Sur ce principe, un homme qui voudroit se regarder comme un être isolé, ne tenant du tout à rien & se suffisant à lui-même, ne pourroit être que misérable. Il lui seroit même impossible de subsister ; car trouvant la terre entiere couverte du tien & du mien, & n’ayant rien à lui que son corps, d’où tireroit son nécessaire ? En sortant de l’état de nature, nous forçons nos semblables d’en sortir aussi ; nul n’y peut demeurer malgré les autres, & ce seroit réellement en sortir, que d’y vouloir rester dans l’impossibilité d’y vivre. Car la premiere loi de la nature est le soin de se conserver.

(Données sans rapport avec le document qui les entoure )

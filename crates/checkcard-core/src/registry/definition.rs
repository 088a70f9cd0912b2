//! Step definition types.

use std::{fmt, str::FromStr};

#[cfg(feature = "schema")]
use schemars::JsonSchema;
use serde::{Deserialize, Serialize};
use serde_json::Value;

use crate::models::{Actor, LifecycleStatus};

/// Declared type of an output or tool field.
#[derive(Debug, Clone, Copy, Serialize, Deserialize, PartialEq, Eq)]
#[cfg_attr(feature = "schema", derive(JsonSchema))]
#[serde(rename_all = "lowercase")]
pub enum FieldType {
    Text,
    Bool,
    List,
    Json,
}

impl FieldType {
    pub fn as_str(&self) -> &'static str {
        match self {
            FieldType::Text => "text",
            FieldType::Bool => "bool",
            FieldType::List => "list",
            FieldType::Json => "json",
        }
    }

    /// Whether a present, non-null value has this type. `json` accepts
    /// anything.
    pub fn accepts(&self, value: &Value) -> bool {
        match self {
            FieldType::Text => value.is_string(),
            FieldType::Bool => value.is_boolean(),
            FieldType::List => value.is_array(),
            FieldType::Json => true,
        }
    }

    /// Name of the JSON kind a value of this type must have.
    pub fn expected_kind(&self) -> &'static str {
        match self {
            FieldType::Text => "string",
            FieldType::Bool => "boolean",
            FieldType::List => "array",
            FieldType::Json => "any",
        }
    }
}

impl fmt::Display for FieldType {
    fn fmt(&self, f: &mut fmt::Formatter<'_>) -> fmt::Result {
        f.write_str(self.as_str())
    }
}

impl FromStr for FieldType {
    type Err = String;

    fn from_str(s: &str) -> Result<Self, Self::Err> {
        match s {
            "text" => Ok(FieldType::Text),
            "bool" => Ok(FieldType::Bool),
            "list" => Ok(FieldType::List),
            "json" => Ok(FieldType::Json),
            _ => Err(format!("Invalid field type: {s}")),
        }
    }
}

/// One output (or tool) question of a step.
#[derive(Debug, Clone, PartialEq)]
pub struct OutputField {
    pub key: String,
    pub kind: FieldType,
    pub prompt: String,
}

impl OutputField {
    pub fn new(key: impl Into<String>, kind: FieldType, prompt: impl Into<String>) -> Self {
        Self {
            key: key.into(),
            kind,
            prompt: prompt.into(),
        }
    }

    pub fn text(key: impl Into<String>, prompt: impl Into<String>) -> Self {
        Self::new(key, FieldType::Text, prompt)
    }

    pub fn boolean(key: impl Into<String>, prompt: impl Into<String>) -> Self {
        Self::new(key, FieldType::Bool, prompt)
    }

    pub fn list(key: impl Into<String>, prompt: impl Into<String>) -> Self {
        Self::new(key, FieldType::List, prompt)
    }

    pub fn json(key: impl Into<String>, prompt: impl Into<String>) -> Self {
        Self::new(key, FieldType::Json, prompt)
    }
}

/// Where a step's inputs come from.
#[derive(Debug, Clone, PartialEq)]
pub struct InputSpec {
    /// Step whose stored record supplies the values
    pub source_step: String,
    /// Section of the source file holding the record
    pub source_section: String,
    /// Local input key to dotted path inside the source's data section
    pub field_mappings: Vec<(String, String)>,
}

impl InputSpec {
    /// Input spec reading from the default `step<ID>` section.
    pub fn from_step(source_step: impl Into<String>) -> Self {
        let source_step = source_step.into();
        Self {
            source_section: format!("step{source_step}"),
            source_step,
            field_mappings: Vec::new(),
        }
    }

    /// Adds a mapping from a local key to a dotted source path.
    pub fn map(mut self, key: impl Into<String>, path: impl Into<String>) -> Self {
        self.field_mappings.push((key.into(), path.into()));
        self
    }

    /// Local input keys, in declaration order.
    pub fn keys(&self) -> impl Iterator<Item = &str> {
        self.field_mappings.iter().map(|(key, _)| key.as_str())
    }
}

/// How a step's output is checked beyond the common structural rules.
#[derive(Debug, Clone, PartialEq, Eq)]
pub enum StepBehavior {
    Standard,
    /// The named output holds a task list to validate and normalize
    TaskListValidated { field: String },
}

impl StepBehavior {
    /// Output field carrying the task list, if any.
    pub fn task_list_field(&self) -> Option<&str> {
        match self {
            StepBehavior::Standard => None,
            StepBehavior::TaskListValidated { field } => Some(field),
        }
    }
}

/// Accepted value(s) for a required-value rule.
#[derive(Debug, Clone, PartialEq)]
pub enum Expected {
    Literal(Value),
    OneOf(Vec<Value>),
}

impl Expected {
    pub fn matches(&self, actual: &Value) -> bool {
        match self {
            Expected::Literal(expected) => expected == actual,
            Expected::OneOf(options) => options.contains(actual),
        }
    }
}

/// A dotted path in the record that must hold a specific value.
#[derive(Debug, Clone, PartialEq)]
pub struct RequiredValue {
    pub path: String,
    pub expected: Expected,
    /// Absence is not a violation
    pub allow_absent: bool,
}

impl RequiredValue {
    pub fn literal(path: impl Into<String>, value: impl Into<Value>) -> Self {
        Self {
            path: path.into(),
            expected: Expected::Literal(value.into()),
            allow_absent: false,
        }
    }

    pub fn one_of(path: impl Into<String>, values: Vec<Value>) -> Self {
        Self {
            path: path.into(),
            expected: Expected::OneOf(values),
            allow_absent: false,
        }
    }

    pub fn optional(mut self) -> Self {
        self.allow_absent = true;
        self
    }
}

/// JSON kind required of a nested field.
#[derive(Debug, Clone, Copy, PartialEq, Eq)]
pub enum ValueKind {
    Object,
    List,
    String,
    Integer,
    Number,
    Boolean,
}

impl ValueKind {
    pub fn matches(&self, value: &Value) -> bool {
        match self {
            ValueKind::Object => value.is_object(),
            ValueKind::List => value.is_array(),
            ValueKind::String => value.is_string(),
            ValueKind::Integer => value.is_i64() || value.is_u64(),
            ValueKind::Number => value.is_number(),
            ValueKind::Boolean => value.is_boolean(),
        }
    }

    pub fn as_str(&self) -> &'static str {
        match self {
            ValueKind::Object => "object",
            ValueKind::List => "array",
            ValueKind::String => "string",
            ValueKind::Integer => "integer",
            ValueKind::Number => "number",
            ValueKind::Boolean => "boolean",
        }
    }
}

/// An object at a dotted path that must carry typed keys.
#[derive(Debug, Clone, PartialEq)]
pub struct NestedRequirement {
    pub path: String,
    pub fields: Vec<(String, ValueKind)>,
    /// The object itself may be missing
    pub optional: bool,
}

impl NestedRequirement {
    pub fn new(path: impl Into<String>) -> Self {
        Self {
            path: path.into(),
            fields: Vec::new(),
            optional: false,
        }
    }

    pub fn field(mut self, key: impl Into<String>, kind: ValueKind) -> Self {
        self.fields.push((key.into(), kind));
        self
    }

    pub fn optional(mut self) -> Self {
        self.optional = true;
        self
    }
}

/// Step-specific structural rules.
#[derive(Debug, Clone, Default, PartialEq)]
pub struct StructuralRules {
    pub required_values: Vec<RequiredValue>,
    pub required_nested: Vec<NestedRequirement>,
}

impl StructuralRules {
    /// Rules every standard step carries: its own id, its actor, and a
    /// recognized status when one is given.
    pub fn standard(step_id: &str, actor: Actor) -> Self {
        Self {
            required_values: vec![
                RequiredValue::literal("metadata.step_id", step_id),
                RequiredValue::literal("metadata.agent", actor.as_str()),
                RequiredValue::one_of(
                    "status",
                    LifecycleStatus::ALL
                        .iter()
                        .map(|status| Value::from(status.as_str()))
                        .collect(),
                )
                .optional(),
            ],
            required_nested: Vec::new(),
        }
    }

    pub fn nested(mut self, requirement: NestedRequirement) -> Self {
        self.required_nested.push(requirement);
        self
    }
}

/// Informational metadata copied into each saved record.
#[derive(Debug, Clone, PartialEq)]
pub struct DefinitionMetadata {
    pub step_index: u32,
    pub step_name: String,
    pub description: String,
}

/// Immutable description of one workflow step.
#[derive(Debug, Clone, PartialEq)]
pub struct StepDefinition {
    pub actor: Actor,
    pub input: Option<InputSpec>,
    pub outputs: Vec<OutputField>,
    pub tools: Vec<OutputField>,
    pub behavior: StepBehavior,
    pub rules: StructuralRules,
    pub metadata: DefinitionMetadata,
    pub instructions: Vec<String>,
}

impl StepDefinition {
    /// Creates a standard step with no inputs, outputs or rules.
    pub fn new(actor: Actor, step_index: u32, step_name: impl Into<String>) -> Self {
        Self {
            actor,
            input: None,
            outputs: Vec::new(),
            tools: Vec::new(),
            behavior: StepBehavior::Standard,
            rules: StructuralRules::default(),
            metadata: DefinitionMetadata {
                step_index,
                step_name: step_name.into(),
                description: String::new(),
            },
            instructions: Vec::new(),
        }
    }

    pub fn describe(mut self, description: impl Into<String>) -> Self {
        self.metadata.description = description.into();
        self
    }

    pub fn input(mut self, input: InputSpec) -> Self {
        self.input = Some(input);
        self
    }

    pub fn output(mut self, field: OutputField) -> Self {
        self.outputs.push(field);
        self
    }

    pub fn tool(mut self, field: OutputField) -> Self {
        self.tools.push(field);
        self
    }

    pub fn behavior(mut self, behavior: StepBehavior) -> Self {
        self.behavior = behavior;
        self
    }

    pub fn rules(mut self, rules: StructuralRules) -> Self {
        self.rules = rules;
        self
    }

    pub fn instructions<I, S>(mut self, instructions: I) -> Self
    where
        I: IntoIterator<Item = S>,
        S: Into<String>,
    {
        self.instructions = instructions.into_iter().map(Into::into).collect();
        self
    }

    pub fn output_field(&self, key: &str) -> Option<&OutputField> {
        self.outputs.iter().find(|field| field.key == key)
    }

    pub fn output_keys(&self) -> impl Iterator<Item = &str> {
        self.outputs.iter().map(|field| field.key.as_str())
    }

    pub fn declares_tools(&self) -> bool {
        !self.tools.is_empty()
    }
}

Ainsi se forment peu-à-peu dans l’esprit d’un enfant, les idées des relations sociales, même avant qu’il puisse être réellement membre actif de la société. Émile voit que pour avoir des instrumens à son usage, il lui en faut encore à l’usage des autres, par lesquels il puisse obtenir en échange les choses qui lui sont nécessaires, & qui sont en leur pouvoir. Je l’amene aisément à sentir le besoin de ces échanges, & à se mettre en état d’en profiter.

Monseigneur, il faut que je vive ;


disoit un malheureux auteur satyrique au Ministre qui lui

  1. (*) Discours sur l’inégalité.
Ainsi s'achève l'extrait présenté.